Our second Hobart stop was 3 nights later and we stayed down on the wharf at Customs house. We hiked up to the tiny wine bar called Sonny which specialises in boutique wines and vinyl tunes that thrum through some seriously good speakers. So good in fact that we visited the Pit and Giblin showroom the next day to meet Ross Giblin to find out more about these glorious sounding and looking speakers.  After Sonny we went a few doors up to Grinners Dive bar for some Mexican street tacos (they make their own tortillas) and stayed for a Blues Jam that was seriously good! The next morning we grabbed a coffee at the delicious little Sun Bear coffee bar and buttery crispy croissants from Daci & Daci bakers.

Magical Maria Island

Our first ‘island of an island of an island’ adventure was the national park paradise Maria Island. We drove north from Hobart up the A3 through Sorrel then the increasingly little hamlets of Buckland and Orford to Triabunna where the ferry for Maria Island leaves. We stocked up on food at the IGA for our two nights on Maria Island, keeping our purchases, especially items that needed to be kept cold, to a minimum as there is no refrigeration on the island. There’s also only a basic camp kitchen that we were told had no cooking or eating utensils, so we had to bring our own saucepan, frypan, plates, cups, knives and forks. Oh, and water – Maria Island was in drought mode and had no drinking water or showers, so we had to pack 10 litres of drinking water too. Luckily Tasmania is the only place in Australia licensed to bottle drinkable rainwater!

The 40-minute ferry ride over was choppy but cheerful, and we soon saw the old silos at the Darlington Jetty come into view – along with the first of many of the old settlers’ huts and the convict probation station – which was to be our home for the next two nights. We hauled our packs on our bag and hiked 500m or so up the gravelly track – there are metal trolleys for transporting your gear, but dragging these up the gravel track looked like more effort to us than carrying our gear! We stored our packs in the laundry and headed off for the Painted Cliffs (4.5 km circuit) which are only accessible 2 hours either side of high tide – and the tide was turning.

We shared the gravel path down to Hopground beach with bike riders and paddymelons (the small stocky marsupials endemic to Tasmania that look like wallabies) walking past a few old settlers’ cottages perched on the cliffs or tucked into the bush. The tide was coming in on Hopground beach but there was still room to walk along the white sand to the ochre and limestone cliffs. It was early afternoon and I could only imagine how the cliffs would glow at sunset. We scrambled along the cliffs and soaked up the sandstone paintings marvelling at how the wind and waves had swirled shades of red, orange and yellow iron oxides to create abstract paintings along the cliffs.

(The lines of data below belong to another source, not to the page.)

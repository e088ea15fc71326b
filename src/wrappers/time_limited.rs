//! # TimeLimited: run an action under a deadline.
//!
//! The wrapped action runs inside an [`AbortLinked`] root watching the
//! [`TimeLimited`] action, so aborting the deadline wrapper still reaches it. When the
//! deadline expires first, the linked root is aborted and the wrapper returns
//! [`ActionError::Timeout`] right away, without waiting for the action to wind down.

use std::sync::Arc;
use std::time::Duration;

use parking_lot::Mutex;

use crate::actions::{ActionExt, ActionRef, Context, Outcome, SyncAction, SyncBody};
use crate::error::{ActionError, UsageError};

use super::abort_linked::AbortLinked;

/// Deadline wrapper body.
pub struct TimeLimited {
    linked: Arc<SyncAction<AbortLinked>>,
    timeout: Duration,
}

impl TimeLimited {
    /// Wraps `action` (taking ownership of it) with a deadline of `timeout`.
    pub fn new(action: ActionRef, timeout: Duration) -> Result<Arc<SyncAction<Self>>, UsageError> {
        let linked = AbortLinked::unlinked(action)?;
        let limited = SyncAction::new(Self {
            linked: Arc::clone(&linked),
            timeout,
        });
        let watched: ActionRef = limited.clone();
        linked.link_to(&watched);
        Ok(limited)
    }

    /// The deadline.
    pub fn timeout(&self) -> Duration {
        self.timeout
    }

    /// The wrapped action.
    pub fn action(&self) -> &ActionRef {
        self.linked.inner()
    }
}

impl SyncBody for TimeLimited {
    fn name(&self) -> &str {
        "TimeLimited"
    }

    fn describe(&self) -> String {
        format!("Timeout: {}ms", self.timeout.as_millis())
    }

    fn run(&self, _cx: &Context<'_>) -> Result<(), ActionError> {
        let slot = Arc::new(Mutex::new(None));
        let s = Arc::clone(&slot);
        self.linked
            .async_execute(move |outcome: Outcome| *s.lock() = Some(outcome))?;

        if !self.linked.wait_timeout(self.timeout) {
            self.linked.abort()?;
            let action = self.linked.inner().description();
            tracing::debug!(%action, timeout = ?self.timeout, "deadline expired");
            return Err(ActionError::Timeout {
                timeout: self.timeout,
                action,
            });
        }

        let outcome = slot.lock().take();
        outcome.map_or(Ok(()), Outcome::into_result)
    }
}

#[cfg(test)]
mod tests {
    use super::*;
    use std::thread;
    use std::time::Instant;

    use crate::actions::ActionFn;
    use crate::error::ErrorKind;
    use crate::wrappers::Pause;

    #[test]
    fn test_fast_action_keeps_its_result() {
        let limited = TimeLimited::new(ActionFn::arc("quick", |_| Ok(())), Duration::from_secs(5)).unwrap();
        limited.sync_execute().unwrap();

        let failing =
            TimeLimited::new(ActionFn::arc("bad", |_| Err(ActionError::msg("bad input"))), Duration::from_secs(5))
                .unwrap();
        assert_eq!(failing.sync_execute().unwrap_err().to_string(), "bad input");
    }

    #[test]
    fn test_timeout_aborts_the_action() {
        let slow = Pause::new(Duration::from_secs(3600));
        let limited = TimeLimited::new(slow.clone(), Duration::from_millis(30)).unwrap();

        let started = Instant::now();
        let err = limited.sync_execute().unwrap_err();
        assert_eq!(err.kind(), ErrorKind::Timeout);
        assert!(started.elapsed() < Duration::from_secs(5));

        assert!(slow.wait_timeout(Duration::from_secs(5)));
        assert_eq!(limited.action().id(), slow.id());
    }

    #[test]
    fn test_abort_reaches_the_action() {
        let limited = TimeLimited::new(Pause::new(Duration::from_secs(3600)), Duration::from_secs(3600)).unwrap();
        let l = Arc::clone(&limited);
        thread::spawn(move || {
            thread::sleep(Duration::from_millis(20));
            l.abort().unwrap();
        });
        assert!(limited.sync_execute().unwrap_err().is_aborted());
    }
}
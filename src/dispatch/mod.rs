//! Bounded dispatching of root actions.
//!
//! ## Contents
//! - [`DispatcherConfig`] settings (pool size)
//! - [`DispatcherBuilder`] adds dispatcher-level monitors, validates the settings
//! - [`Dispatcher`] runs at most `pool_size` roots at once, queueing the rest
//!
//! ## Example
//! ```rust
//! use std::time::Duration;
//! use actionvisor::{Dispatcher, DispatcherConfig, Pause};
//!
//! let dispatcher = Dispatcher::new(DispatcherConfig::with_pool_size(2)).unwrap();
//! for _ in 0..4 {
//!     dispatcher.dispatch(Pause::new(Duration::from_millis(5))).unwrap();
//! }
//! dispatcher.wait();
//! assert_eq!(dispatcher.running(), 0);
//! ```

mod builder;
mod config;
mod dispatcher;

pub use builder::DispatcherBuilder;
pub use config::DispatcherConfig;
pub use dispatcher::Dispatcher;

 We took the inland track back via Oust House the old Hop kiln built by the convicts in 1847 (I bet they never got to drink the beer made from the hops!) and then ‘checked in’ to our rom at the old penitentiary. There are ten rooms each with a set of three bunks with a hard vinyl mattress. Plus, a wooden picnic table and a Coonara fireplace (April – November only). Theres no electricity, no locks on the door and some have no windows. You can collect firewood from a woodpile back down towards the jetty, but you need to bring your own firelighters and matches. When you book a room, you pay for and get the whole room so at least we had the place to ourselves! We had a cup of tea in the mess hall – where we discovered there were kettles, a couple of mugs, pots and pans, electricity, power points for charging phones, and some display cases divulging stories of the flora and fauna on the island.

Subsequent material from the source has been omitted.